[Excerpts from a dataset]
┄┄┄┄┄┄┄┄┄┄┄┄┄┄┄┄┄┄┄┄

//! Configuration structures for the outfit analysis pipeline.
//!
//! This module defines all tunable parameters for garment color analysis,
//! organized into logical groups for sampling, skin filtering, zone layout,
//! body detection, color extraction and pattern detection.
//!
//! # Configuration Loading
//!
//! Configuration can be loaded from JSON files or constructed programmatically:
//!
//! ```no_run
//! use outfit_colors::AnalysisConfig;
//! use std::path::Path;
//!
//! // Load from file
//! let config = AnalysisConfig::from_json_file(Path::new("config.json"))?;
//!
//! // Or use defaults
//! let config = AnalysisConfig::default();
//! # Ok::<(), outfit_colors::AnalysisError>(())
//! ```
//!
//! Every section carries `#[serde(default)]`, so a file only needs to name
//! the values it changes.

use std::path::Path;

use serde::{Deserialize, Serialize};

use crate::color::skin::SkinRange;
use crate::constants::{body, extraction, pattern, sampling, zones};
use crate::{AnalysisError, Result};

/// Complete pipeline configuration for outfit analysis.
#[derive(Debug, Clone, PartialEq, Default, Serialize, Deserialize)]
#[serde(default)]
pub struct AnalysisConfig {
    /// Pixel sampling configuration
    pub sampling: SamplingConfig,

    /// Skin tone rejection configuration
    pub skin: SkinFilterConfig,

    /// Garment zone layout
    pub zones: ZoneConfig,

    /// Body column detection configuration
    pub body_detection: BodyDetectionConfig,

    /// Color extraction configuration
    pub extraction: ExtractionConfig,

    /// Pattern detection configuration
    pub pattern: PatternConfig,
}

/// Fixed-stride pixel sampling with transparency filtering.
#[derive(Debug, Clone, PartialEq, Serialize, Deserialize)]
#[serde(default)]
pub struct SamplingConfig {
    /// Sample every `stride`th pixel horizontally and vertically
    pub stride: u32,

    /// Pixels with alpha below this value are skipped
    pub min_alpha: u8,
}

impl Default for SamplingConfig {
    fn default() -> Self {
        Self {
            stride: sampling::STRIDE,
            min_alpha: sampling::MIN_ALPHA,
        }
    }
}

/// Skin tone ranges rejected from garment samples.
///
/// Ranges are data: additional skin tones are supported by appending a range.
#[derive(Debug, Clone, PartialEq, Serialize, Deserialize)]
#[serde(default)]
pub struct SkinFilterConfig {
    pub ranges: Vec<SkinRange>,
}

impl Default for SkinFilterConfig {
    fn default() -> Self {
        Self {
            ranges: SkinRange::defaults(),
        }
    }
}

/// A vertical band of the image as fractions of its height.
#[derive(Debug, Clone, Copy, PartialEq, Serialize, Deserialize)]
pub struct Band {
    pub start: f64,
    pub end: f64,
}

impl Band {
    pub fn new(start: f64, end: f64) -> Self {
        Self { start, end }
    }
}

/// Garment zone layout.
#[derive(Debug, Clone, PartialEq, Serialize, Deserialize)]
#[serde(default)]
pub struct ZoneConfig {
    pub top: Band,
    pub bottom: Band,
    pub shoes: Band,

    /// Vertical inset applied on each side of a band before sampling
    pub inset_ratio: f64,

    /// Width of the centered column used when body detection is unavailable
    pub center_fallback_ratio: f64,

    /// Use body column detection to narrow the horizontal sampling range
    pub smart_crop: bool,
}

impl Default for ZoneConfig {
    fn default() -> Self {
        Self {
            top: Band::new(zones::TOP.0, zones::TOP.1),
            bottom: Band::new(zones::BOTTOM.0, zones::BOTTOM.1),
            shoes: Band::new(zones::SHOES.0, zones::SHOES.1),
            inset_ratio: zones::INSET_RATIO,
            center_fallback_ratio: zones::CENTER_FALLBACK_RATIO,
            smart_crop: true,
        }
    }
}

/// Edge-density body column detection parameters.
#[derive(Debug, Clone, PartialEq, Serialize, Deserialize)]
#[serde(default)]
pub struct BodyDetectionConfig {
    /// Top of the analysed strip as fraction of image height
    pub strip_start: f64,

    /// Bottom of the analysed strip as fraction of image height
    pub strip_end: f64,

    /// Row subsampling within the strip
    pub row_stride: u32,

    /// Sliding window width as fraction of image width
    pub window_ratio: f64,

    /// Minimum mean gradient per column for a detection
    pub min_edge_strength: f64,

    /// Padding on each side of the detected window as fraction of image width
    pub padding_ratio: f64,

    pub min_strip_height: u32,
    pub min_width: u32,
}

impl Default for BodyDetectionConfig {
    fn default() -> Self {
        Self {
            strip_start: body::STRIP_START,
            strip_end: body::STRIP_END,
            row_stride: body::ROW_STRIDE,
            window_ratio: body::WINDOW_RATIO,
            min_edge_strength: body::MIN_EDGE_STRENGTH,
            padding_ratio: body::PADDING_RATIO,
            min_strip_height: body::MIN_STRIP_HEIGHT,
            min_width: body::MIN_WIDTH,
        }
    }
}

/// Representative color extraction parameters.
#[derive(Debug, Clone, PartialEq, Serialize, Deserialize)]
#[serde(default)]
pub struct ExtractionConfig {
    /// Fraction trimmed from each end of each channel before averaging
    pub trim_ratio: f64,

    /// Number of dominant colors reported
    pub dominant_count: usize,

    /// Right shift applied to channels before bucketing
    pub quantization_shift: u8,

    /// Maximum pixels used for the consistency score
    pub consistency_sample_cap: usize,

    /// RGB distance mapped to zero consistency
    pub max_expected_distance: f64,

    /// Sample count mapped to full sample-size confidence
    pub full_sample_size: usize,

    /// Skin filter survival rate mapped to full confidence
    pub skin_survival_target: f64,
}

impl Default for ExtractionConfig {
    fn default() -> Self {
        Self {
            trim_ratio: extraction::TRIM_RATIO,
            dominant_count: extraction::DOMINANT_COUNT,
            quantization_shift: extraction::QUANTIZATION_SHIFT,
            consistency_sample_cap: extraction::CONSISTENCY_SAMPLE_CAP,
            max_expected_distance: extraction::MAX_EXPECTED_DISTANCE,
            full_sample_size: extraction::FULL_SAMPLE_SIZE,
            skin_survival_target: extraction::SKIN_SURVIVAL_TARGET,
        }
    }
}

/// Two-color pattern detection thresholds.
#[derive(Debug, Clone, PartialEq, Serialize, Deserialize)]
#[serde(default)]
pub struct PatternConfig {
    /// Frequency the most common color must exceed
    pub primary_min_frequency: f64,

    /// Frequency the second most common color must exceed
    pub secondary_min_frequency: f64,

    /// Hue difference (degrees) above which two colors are distinct
    pub hue_threshold: f64,

    /// Lightness difference above which two colors are distinct
    pub lightness_threshold: f64,

    /// Saturation difference above which two colors are distinct
    pub saturation_threshold: f64,
}

impl Default for PatternConfig {
    fn default() -> Self {
        Self {
            primary_min_frequency: pattern::PRIMARY_MIN_FREQUENCY,
            secondary_min_frequency: pattern::SECONDARY_MIN_FREQUENCY,
            hue_threshold: pattern::HUE_THRESHOLD,
            lightness_threshold: pattern::LIGHTNESS_THRESHOLD,
            saturation_threshold: pattern::SATURATION_THRESHOLD,
        }
    }
}

impl AnalysisConfig {
    /// Load configuration from JSON file
    pub fn from_json_file(path: &Path) -> Result<Self> {
        let content = std::fs::read_to_string(path)?;
        let config: Self = serde_json::from_str(&content)?;
        config.validate()?;
        Ok(config)
    }

    /// Save configuration to JSON file
    pub fn to_json_file(&self, path: &Path) -> Result<()> {
        let json = serde_json::to_string_pretty(self)?;
        std::fs::write(path, json)?;
        Ok(())
    }

    /// Check that every parameter is inside its meaningful range
    pub fn validate(&self) -> Result<()> {
        if self.sampling.stride == 0 {
            return Err(AnalysisError::invalid_parameter("sampling.stride", 0));
        }
        if self.body_detection.row_stride == 0 {
            return Err(AnalysisError::invalid_parameter("body_detection.row_stride", 0));
        }

        for (name, band) in [
            ("zones.top", self.zones.top),
            ("zones.bottom", self.zones.bottom),
            ("zones.shoes", self.zones.shoes),
        ] {
            if !(0.0..=1.0).contains(&band.start)
                || !(0.0..=1.0).contains(&band.end)
                || band.start >= band.end
            {
                return Err(AnalysisError::invalid_parameter(
                    name,
                    format!("{}..{}", band.start, band.end),
                ));
            }
        }

        let ratios = [
            ("zones.inset_ratio", self.zones.inset_ratio, 0.0, 0.5),
            ("zones.center_fallback_ratio", self.zones.center_fallback_ratio, 0.0, 1.0),
            ("body_detection.strip_start", self.body_detection.strip_start, 0.0, 1.0),
            ("body_detection.strip_end", self.body_detection.strip_end, 0.0, 1.0),
            ("body_detection.window_ratio", self.body_detection.window_ratio, 0.0, 1.0),
            ("body_detection.padding_ratio", self.body_detection.padding_ratio, 0.0, 0.5),
            ("extraction.trim_ratio", self.extraction.trim_ratio, 0.0, 0.5),
            ("extraction.skin_survival_target", self.extraction.skin_survival_target, 0.0, 1.0),
        ];
        for (name, value, min, max) in ratios {
            if !(min..=max).contains(&value) {
                return Err(AnalysisError::invalid_parameter(name, value));
            }
        }

        if self.body_detection.strip_start >= self.body_detection.strip_end {
            return Err(AnalysisError::invalid_parameter(
                "body_detection.strip_end",
                self.body_detection.strip_end,
            ));
        }
        if self.extraction.quantization_shift > 7 {
            return Err(AnalysisError::invalid_parameter(
                "extraction.quantization_shift",
                self.extraction.quantization_shift,
            ));
        }
        if self.extraction.max_expected_distance <= 0.0 {
            return Err(AnalysisError::invalid_parameter(
                "extraction.max_expected_distance",
                self.extraction.max_expected_distance,
            ));
        }

        Ok(())
    }
}

#[cfg(test)]
mod tests {
    use super::*;

    #[test]
    fn test_default_config_is_valid() {
        let config = AnalysisConfig::default();
        assert!(config.validate().is_ok());
        assert_eq!(config.sampling.stride, 4);
        assert_eq!(config.skin.ranges.len(), 2);
        assert!(config.zones.smart_crop);
    }

    #[test]
    fn test_partial_json_uses_defaults() {
        let json = r#"{ "sampling": { "stride": 2 }, "zones": { "smart_crop": false } }"#;
        let config: AnalysisConfig = serde_json::from_str(json).unwrap();

        assert_eq!(config.sampling.stride, 2);
        assert_eq!(config.sampling.min_alpha, 128);
        assert!(!config.zones.smart_crop);
        assert_eq!(config.zones.top, Band::new(0.08, 0.42));
    }

    #[test]
    fn test_validate_rejects_bad_values() {
        let mut config = AnalysisConfig::default();
        config.sampling.stride = 0;
        assert!(config.validate().is_err());

        let mut config = AnalysisConfig::default();
        config.zones.bottom = Band::new(0.8, 0.4);
        assert!(config.validate().is_err());

        let mut config = AnalysisConfig::default();
        config.extraction.trim_ratio = 0.75;
        assert!(config.validate().is_err());
    }

    #[test]
    fn test_json_file_roundtrip() {
        let path = std::env::temp_dir().join(format!(
            "outfit_colors_config_{}.json",
            std::process::id()
        ));

        let mut config = AnalysisConfig::default();
        config.pattern.hue_threshold = 30.0;
        config.to_json_file(&path).unwrap();

        let loaded = AnalysisConfig::from_json_file(&path).unwrap();
        std::fs::remove_file(&path).ok();

        assert_eq!(loaded, config);
    }

    #[test]
    fn test_missing_file_is_io_error() {
        let result = AnalysisConfig::from_json_file(Path::new("/nonexistent/outfit.json"));
        assert!(matches!(result, Err(AnalysisError::ConfigIo(_))));
    }
}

┄┄┄┄┄┄┄┄┄┄┄┄┄┄┄┄┄┄┄┄

[What the task requires]
Only output the lines from the one with "assert_eq!(loaded, config);" through the end of the entries above, exactly as they are.

[Answer]
        assert_eq!(loaded, config);
    }

    #[test]
    fn test_missing_file_is_io_error() {
        let result = AnalysisConfig::from_json_file(Path::new("/nonexistent/outfit.json"));
        assert!(matches!(result, Err(AnalysisError::ConfigIo(_))));
    }
}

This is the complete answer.